Leitsatz (amtlich)
Eine Zurückverweisung nach § 538 Abs. 2 Nr. 1 ZPO kommt dann in Betracht, wenn das rechtliche Gehör einer Partei verletzt worden ist. Dies kann dann der Fall sein, wenn die Behauptung einer Partei nicht berücksichtigt wird, weil sie sich als "Schutzbehauptung" darstelle.
Verfahrensgang
LG Berlin (Urteil vom 26.03.2004; Aktenzeichen 26 O 276/03) |
Tenor
Auf die Berufung des Klägers wird das am 26.3.2004 verkündete Urteil der Zivilkammer 26 des LG Berlin - 26 O 276/03 - und das ihm zugrunde liegende Verfahren aufgehoben.
Der Rechtsstreit wird an das LG Berlin, das auch über die Kosten des Berufungsverfahrens zu entscheiden hat, zurückverwiesen.
Das Urteil ist vorläufig vollstreckbar.
Die Revision wird nicht zugelassen.
Gründe
1. Die Berufung des Klägers richtet sich gegen das am 26.3.2004 verkündete Urteil der Zivilkammer 26 des LG Berlin, auf dessen Tatbestand und Entscheidungsgründe verwiesen wird.

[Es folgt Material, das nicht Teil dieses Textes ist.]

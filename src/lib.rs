//! Adler-32 checksum library
//!
//! Computes the checksum defined in RFC 1950 over raw byte buffers,
//! over binary strings carrying one byte per character, and over
//! UTF-16 text hashed as its UTF-8 encoding without materializing the
//! encoded bytes.
//!
//! See also: <https://www.ietf.org/rfc/rfc1950.txt>

#![cfg_attr(not(test), no_std)]

extern crate alloc;

mod bstr;
mod buf;
mod combine;
mod utf16;

pub use bstr::{checksum_bstr, checksum_bstr_checked};
pub use buf::checksum_bytes;
pub use combine::combine;
pub use utf16::{checksum_utf16, checksum_utf16_checked};


/// Errors reported by the `_checked` checksum variants.
#[derive(Debug, Copy, Clone, PartialEq, Eq)]
pub enum ChecksumError {
    InvalidInput,
}
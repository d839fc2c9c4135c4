//! Adler-32 checksum over binary strings
//!
//! A binary string carries one byte per character, every character code
//! in `0..=255`.

use crate::ChecksumError;
use crate::buf::{BLOCK_LEN, MOD_ADLER, checksum_bytes, reduce};
use alloc::vec::Vec;

/// Input length above which the string is flattened to a byte buffer
/// and handed to [`checksum_bytes`]. Either path yields the same sum.
const DELEGATE_LEN: usize = 32768;

/// Adler-32 checksum of a binary string.
///
/// Character codes above 0xFF are outside the contract and fold to
/// their low byte.
pub fn checksum_bstr(s: &str) -> u32 {
    if s.len() > DELEGATE_LEN {
        let bytes: Vec<u8> = s.chars().map(|c| c as u8).collect();
        return checksum_bytes(&bytes);
    }

    let mut a = 1u32;
    let mut b = 0u32;
    let mut n = 0usize;

    for c in s.chars() {
        a += c as u32 & 0xFF;
        b += a;
        n += 1;
        if n == BLOCK_LEN {
            a = reduce(a);
            b = reduce(b);
            n = 0;
        }
    }
    a = reduce(a);
    b = reduce(b);

    ((b % MOD_ADLER) << 16) | (a % MOD_ADLER)
}

/// Checksum of a binary string, rejecting character codes that do not
/// fit a byte.
pub fn checksum_bstr_checked(s: &str) -> Result<u32, ChecksumError> {
    if s.chars().any(|c| c > '\u{FF}') {
        return Err(ChecksumError::InvalidInput);
    }
    Ok(checksum_bstr(s))
}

Der Kläger hält das Urteil insb. deshalb für unzutreffend, weil das LG keine Beweisaufnahme über seine Behauptung, wonach zwischen der Versicherungsgesellschaft und ihm eine unmittelbare Weiterleitung der "Stehlliste" durch diese an die zuständige Polizeidienststelle vereinbart worden sei, unterlassen habe.
Wegen der Einzelheiten des Vorbringens des Klägers in der Berufungsinstanz wird auf seine Schriftsätze vom 21.6. und 14.12.2004 verwiesen.

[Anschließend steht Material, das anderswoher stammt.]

//! Pure chat state transitions.
//!
//! [`ChatState`] holds the message list and current session id. It changes
//! only through [`ChatState::apply`], which consumes the old state and an
//! event and returns the new state. Nothing here performs I/O.

use time::OffsetDateTime;

use crate::types::{HistoryEntry, Message, Sender, SessionId};

/// A change to the chat state.
#[derive(Debug, Clone, PartialEq, Eq)]
pub enum StateEvent {
    /// The user sent a message.
    UserMessage {
        /// Message body.
        text: String,
        /// Send time.
        at: OffsetDateTime,
    },

    /// A bot-authored message arrived (a reply, an audio answer, or a fallback).
    BotMessage {
        /// Message body.
        text: String,
        /// Receive time.
        at: OffsetDateTime,
    },

    /// The backend confirmed or assigned the session; messages are kept.
    SessionAdopted(SessionId),

    /// The conversation changed; messages are dropped and the id replaced.
    SessionReset(Option<SessionId>),

    /// History for the current session arrived and replaces every message.
    HistoryLoaded(Vec<HistoryEntry>),

    /// The current session's messages were cleared.
    MessagesCleared,
}

/// Message list plus current session id.
#[derive(Debug, Clone, Default, PartialEq, Eq)]
pub struct ChatState {
    messages: Vec<Message>,
    session_id: Option<SessionId>,
    message_counter: u64,
}

impl ChatState {
    /// Creates an empty state with no session.
    pub fn new() -> Self {
        Self::default()
    }

    /// Creates an empty state bound to `session_id`.
    pub fn with_session(session_id: SessionId) -> Self {
        Self {
            session_id: Some(session_id),
            ..Self::default()
        }
    }

    /// Messages in insertion order.
    pub fn messages(&self) -> &[Message] {
        &self.messages
    }

    /// The most recently added message.
    pub fn last_message(&self) -> Option<&Message> {
        self.messages.last()
    }

    /// The current session, if one exists.
    pub fn session_id(&self) -> Option<&SessionId> {
        self.session_id.as_ref()
    }

    /// Returns the state that results from `event`.
    pub fn apply(mut self, event: StateEvent) -> Self {
        match event {
            StateEvent::UserMessage { text, at } => {
                self.push(text, Sender::User, at);
            }
            StateEvent::BotMessage { text, at } => {
                self.push(text, Sender::Bot, at);
            }
            StateEvent::SessionAdopted(session_id) => {
                self.session_id = Some(session_id);
            }
            StateEvent::SessionReset(session_id) => {
                self.session_id = session_id;
                self.messages.clear();
            }
            StateEvent::HistoryLoaded(entries) => {
                self.messages.clear();
                for entry in entries {
                    let id = self.next_id(entry.timestamp);
                    self.messages.push(entry.into_message(id));
                }
            }
            StateEvent::MessagesCleared => {
                self.messages.clear();
            }
        }
        self
    }

    fn push(&mut self, text: String, sender: Sender, at: OffsetDateTime) {
        let id = self.next_id(at);
        self.messages.push(Message::new(id, text, sender, at));
    }

    // Ids keep counting across resets so they stay unique for the
    // controller's lifetime.
    fn next_id(&mut self, at: OffsetDateTime) -> String {
        self.message_counter += 1;
        let millis = at.unix_timestamp_nanos() / 1_000_000;
        format!("msg_{}_{}", self.message_counter, millis)
    }
}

Der Kläger beantragt, das Urteil des LG aufzuheben und den Rechtsstreit an das LG Berlin zurückzuverweisen, hilfsweise, die Beklagten unter Abänderung des am 26.3.2004 verkündeten Urteils des LG Berlin als Gesamtschuldner zu verurteilen, an ihn 26.015,46 EUR nebst Zinsen i.H.v. 5 Prozentpunkten über dem Basiszinssatz seit dem 18.7.2001 zu zahlen.
Die Beklagten beantragen, die Berufung zurückzuweisen.
Sie halten das Urteil des LG für zutreffend.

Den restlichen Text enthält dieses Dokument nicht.